*YOUR ASSIGNMENT:* Below are the records; pull every line that includes "name".

[Saved data entries]
*****
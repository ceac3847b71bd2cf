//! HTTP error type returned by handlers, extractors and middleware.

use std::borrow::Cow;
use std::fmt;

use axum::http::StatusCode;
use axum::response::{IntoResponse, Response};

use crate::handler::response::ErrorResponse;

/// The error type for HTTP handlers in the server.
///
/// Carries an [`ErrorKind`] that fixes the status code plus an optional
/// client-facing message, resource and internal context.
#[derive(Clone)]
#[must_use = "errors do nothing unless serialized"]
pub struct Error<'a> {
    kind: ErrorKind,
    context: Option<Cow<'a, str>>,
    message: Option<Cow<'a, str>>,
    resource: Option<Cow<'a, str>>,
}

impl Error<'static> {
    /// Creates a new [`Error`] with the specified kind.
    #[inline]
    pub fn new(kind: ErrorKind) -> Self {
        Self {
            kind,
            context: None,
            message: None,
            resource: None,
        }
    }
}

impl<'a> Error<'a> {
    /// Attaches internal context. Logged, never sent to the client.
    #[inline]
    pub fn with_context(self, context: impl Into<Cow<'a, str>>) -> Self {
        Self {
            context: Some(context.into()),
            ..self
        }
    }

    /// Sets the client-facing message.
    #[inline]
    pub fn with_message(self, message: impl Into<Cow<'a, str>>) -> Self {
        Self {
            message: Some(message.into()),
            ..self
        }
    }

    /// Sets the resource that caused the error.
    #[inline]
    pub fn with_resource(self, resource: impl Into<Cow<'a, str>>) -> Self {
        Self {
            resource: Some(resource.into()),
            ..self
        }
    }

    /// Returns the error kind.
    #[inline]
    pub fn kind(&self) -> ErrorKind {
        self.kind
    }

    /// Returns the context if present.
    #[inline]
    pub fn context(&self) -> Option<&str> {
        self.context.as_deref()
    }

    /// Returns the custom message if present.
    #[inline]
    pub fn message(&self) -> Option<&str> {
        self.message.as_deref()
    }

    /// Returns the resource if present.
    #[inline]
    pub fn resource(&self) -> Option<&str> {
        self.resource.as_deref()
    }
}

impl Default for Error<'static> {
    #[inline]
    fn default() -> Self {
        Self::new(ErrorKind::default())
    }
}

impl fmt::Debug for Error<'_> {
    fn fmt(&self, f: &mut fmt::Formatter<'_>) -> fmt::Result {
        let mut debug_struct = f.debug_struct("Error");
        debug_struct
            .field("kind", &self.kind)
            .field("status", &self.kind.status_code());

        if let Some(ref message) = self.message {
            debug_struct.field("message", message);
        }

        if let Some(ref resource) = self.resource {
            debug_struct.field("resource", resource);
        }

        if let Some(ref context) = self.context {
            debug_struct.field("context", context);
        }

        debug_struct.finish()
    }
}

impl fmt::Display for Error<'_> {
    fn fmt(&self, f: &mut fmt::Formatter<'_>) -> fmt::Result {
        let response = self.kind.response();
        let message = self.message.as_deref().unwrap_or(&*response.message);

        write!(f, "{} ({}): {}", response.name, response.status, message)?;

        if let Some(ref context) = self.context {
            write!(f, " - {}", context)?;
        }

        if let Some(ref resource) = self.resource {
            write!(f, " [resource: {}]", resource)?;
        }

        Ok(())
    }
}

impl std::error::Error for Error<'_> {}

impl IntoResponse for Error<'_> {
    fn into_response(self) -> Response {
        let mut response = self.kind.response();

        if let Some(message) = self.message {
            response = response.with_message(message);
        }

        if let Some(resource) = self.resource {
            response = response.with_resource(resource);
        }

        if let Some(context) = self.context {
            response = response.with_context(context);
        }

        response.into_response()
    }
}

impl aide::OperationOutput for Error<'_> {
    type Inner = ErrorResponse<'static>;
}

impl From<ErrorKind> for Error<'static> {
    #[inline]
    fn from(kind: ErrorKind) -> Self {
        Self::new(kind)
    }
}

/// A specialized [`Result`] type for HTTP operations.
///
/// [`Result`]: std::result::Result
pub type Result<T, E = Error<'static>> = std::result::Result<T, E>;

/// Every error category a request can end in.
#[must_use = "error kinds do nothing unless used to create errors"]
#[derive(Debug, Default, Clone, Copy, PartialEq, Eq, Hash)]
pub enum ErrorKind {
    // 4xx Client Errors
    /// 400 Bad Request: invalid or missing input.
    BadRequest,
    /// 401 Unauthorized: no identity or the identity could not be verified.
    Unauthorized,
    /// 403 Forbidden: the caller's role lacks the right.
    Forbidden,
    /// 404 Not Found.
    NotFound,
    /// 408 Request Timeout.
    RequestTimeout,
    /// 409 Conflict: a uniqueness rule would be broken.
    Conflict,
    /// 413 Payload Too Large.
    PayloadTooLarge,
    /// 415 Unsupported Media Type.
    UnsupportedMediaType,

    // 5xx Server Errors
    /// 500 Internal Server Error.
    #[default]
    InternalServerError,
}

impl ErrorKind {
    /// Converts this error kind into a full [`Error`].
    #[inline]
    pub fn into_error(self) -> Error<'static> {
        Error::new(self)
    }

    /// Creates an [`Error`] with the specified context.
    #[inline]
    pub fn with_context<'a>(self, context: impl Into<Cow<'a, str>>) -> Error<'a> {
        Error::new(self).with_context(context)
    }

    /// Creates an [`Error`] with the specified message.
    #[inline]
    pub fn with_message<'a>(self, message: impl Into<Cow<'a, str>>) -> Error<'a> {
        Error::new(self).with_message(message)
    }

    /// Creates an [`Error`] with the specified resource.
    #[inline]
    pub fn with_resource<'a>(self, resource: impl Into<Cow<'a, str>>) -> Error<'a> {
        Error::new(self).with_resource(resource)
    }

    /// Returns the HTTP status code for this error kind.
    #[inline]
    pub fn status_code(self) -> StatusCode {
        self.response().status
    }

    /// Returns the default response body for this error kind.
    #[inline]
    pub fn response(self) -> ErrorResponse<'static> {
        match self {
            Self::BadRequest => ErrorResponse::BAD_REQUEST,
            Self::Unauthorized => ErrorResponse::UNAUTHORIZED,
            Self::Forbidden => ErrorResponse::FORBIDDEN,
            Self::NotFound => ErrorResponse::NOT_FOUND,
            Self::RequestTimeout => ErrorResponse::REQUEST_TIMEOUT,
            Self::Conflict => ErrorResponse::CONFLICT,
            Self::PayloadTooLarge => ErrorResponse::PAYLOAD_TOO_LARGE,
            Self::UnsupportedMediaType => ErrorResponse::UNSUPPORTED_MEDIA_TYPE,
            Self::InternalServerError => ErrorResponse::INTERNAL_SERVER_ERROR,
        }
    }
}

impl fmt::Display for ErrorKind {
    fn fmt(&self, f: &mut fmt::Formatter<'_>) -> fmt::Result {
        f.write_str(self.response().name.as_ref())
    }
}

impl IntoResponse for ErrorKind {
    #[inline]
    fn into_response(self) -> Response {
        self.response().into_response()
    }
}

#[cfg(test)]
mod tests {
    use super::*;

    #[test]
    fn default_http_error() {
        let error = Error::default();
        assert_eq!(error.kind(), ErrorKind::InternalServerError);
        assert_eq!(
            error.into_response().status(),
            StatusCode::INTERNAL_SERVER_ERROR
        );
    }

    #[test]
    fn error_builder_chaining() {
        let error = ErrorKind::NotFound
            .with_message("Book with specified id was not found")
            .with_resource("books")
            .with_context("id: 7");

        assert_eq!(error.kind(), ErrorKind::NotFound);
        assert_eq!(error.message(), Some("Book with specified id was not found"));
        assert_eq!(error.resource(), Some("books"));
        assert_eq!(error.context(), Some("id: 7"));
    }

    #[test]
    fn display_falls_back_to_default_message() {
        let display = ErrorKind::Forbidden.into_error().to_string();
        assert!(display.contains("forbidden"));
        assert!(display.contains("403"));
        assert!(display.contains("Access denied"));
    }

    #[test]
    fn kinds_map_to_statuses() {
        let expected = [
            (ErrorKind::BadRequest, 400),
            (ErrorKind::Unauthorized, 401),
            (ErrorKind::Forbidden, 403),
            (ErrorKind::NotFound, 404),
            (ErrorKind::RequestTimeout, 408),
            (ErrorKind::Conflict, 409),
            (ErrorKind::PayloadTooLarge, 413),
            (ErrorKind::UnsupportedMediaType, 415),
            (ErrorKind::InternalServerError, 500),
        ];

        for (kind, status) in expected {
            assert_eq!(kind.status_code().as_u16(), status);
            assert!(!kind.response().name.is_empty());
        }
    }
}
*****
*YOUR RESPONSE:*
        write!(f, "{} ({}): {}", response.name, response.status, message)?;
        f.write_str(self.response().name.as_ref())
            assert!(!kind.response().name.is_empty());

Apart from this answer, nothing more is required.